§ YOUR TASK
Starting at the top of the data and ending with the line that holds "(pretty or JSON).", transcribe each line exactly; include both ends.

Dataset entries

#![forbid(unsafe_code)]
#![deny(
    unused_must_use,
    clippy::all,
    clippy::pedantic,
    rustdoc::broken_intra_doc_links,
    missing_docs
)]

//! Logging setup shared by formcheck binaries and test suites.
//!
//! # Design
//! - One entry point installs the `tracing` subscriber (pretty or JSON).
//! - `RUST_LOG` always wins over the configured level.

use anyhow::{Result, anyhow};
use tracing_subscriber::{EnvFilter, fmt, layer::SubscriberExt, util::SubscriberInitExt};

/// Default logging target when `RUST_LOG` is not provided.
pub const DEFAULT_LOG_LEVEL: &str = "info";

/// Configure and install the global tracing subscriber.
///
/// # Errors
///
/// Returns an error if the tracing subscriber cannot be installed (for example,
/// because another subscriber has already been set globally).
pub fn init_logging(config: &LoggingConfig) -> Result<()> {
    install_fmt_subscriber(config)?;
    tracing::debug!(level = config.level, "tracing subscriber installed");
    Ok(())
}

/// Logging configuration.
#[derive(Debug, Clone)]
pub struct LoggingConfig<'a> {
    /// Log level string (e.g., `info`, `debug`).
    pub level: &'a str,
    /// Output format selection for the tracing subscriber.
    pub format: LogFormat,
}

impl Default for LoggingConfig<'_> {
    fn default() -> Self {
        Self {
            level: DEFAULT_LOG_LEVEL,
            format: LogFormat::infer(),
        }
    }
}

/// Available output formats for the logger.
#[derive(Debug, Clone, Copy, PartialEq, Eq)]
pub enum LogFormat {
    /// Emit logs as structured JSON objects.
    Json,
    /// Emit human-readable, pretty-printed logs.
    Pretty,
}

impl LogFormat {
    /// Choose a sensible default for the current build.
    #[must_use]
    pub const fn infer() -> Self {
        if cfg!(debug_assertions) {
            Self::Pretty
        } else {
            Self::Json
        }
    }
}

/// Derive the log format from a configuration map's `log_format` key.
#[must_use]
pub fn log_format_from_config(config: Option<&serde_json::Value>) -> Option<LogFormat> {
    config
        .and_then(|value| value.get("log_format"))
        .and_then(|value| value.as_str())
        .map(|value| match value {
            "json" => LogFormat::Json,
            "pretty" => LogFormat::Pretty,
            _ => LogFormat::infer(),
        })
}

fn install_fmt_subscriber(config: &LoggingConfig) -> Result<()> {
    match config.format {
        LogFormat::Json => tracing_subscriber::registry()
            .with(build_env_filter(config.level))
            .with(
                fmt::layer()
                    .json()
                    .with_target(false)
                    .with_thread_ids(false),
            )
            .try_init()
            .map_err(|err| anyhow!("failed to install tracing subscriber: {err}")),
        LogFormat::Pretty => tracing_subscriber::registry()
            .with(build_env_filter(config.level))
            .with(fmt::layer().with_target(false).with_thread_ids(false))
            .try_init()
            .map_err(|err| anyhow!("failed to install tracing subscriber: {err}")),
    }
}

fn build_env_filter(level: &str) -> EnvFilter {
    EnvFilter::try_from_default_env().unwrap_or_else(|_| EnvFilter::new(level))
}

#[cfg(test)]
mod tests {
    use super::*;
    use serde_json::json;

    #[test]
    fn log_format_from_config_parses_variants() {
        assert_eq!(
            log_format_from_config(Some(&json!({"log_format": "json"}))),
            Some(LogFormat::Json)
        );
        assert_eq!(
            log_format_from_config(Some(&json!({"log_format": "pretty"}))),
            Some(LogFormat::Pretty)
        );
        assert_eq!(
            log_format_from_config(Some(&json!({"log_format": "unknown"}))),
            Some(LogFormat::infer())
        );
        assert!(log_format_from_config(None).is_none());
    }

    #[test]
    fn init_logging_installs_subscriber_once() {
        let config = LoggingConfig {
            level: "debug",
            format: LogFormat::Pretty,
        };
        let first = init_logging(&config);
        let second = init_logging(&config);
        assert!(first.is_err() || second.is_err());
    }
}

§ ANSWER BOX
#![forbid(unsafe_code)]
#![deny(
    unused_must_use,
    clippy::all,
    clippy::pedantic,
    rustdoc::broken_intra_doc_links,
    missing_docs
)]

//! Logging setup shared by formcheck binaries and test suites.
//!
//! # Design
//! - One entry point installs the `tracing` subscriber (pretty or JSON).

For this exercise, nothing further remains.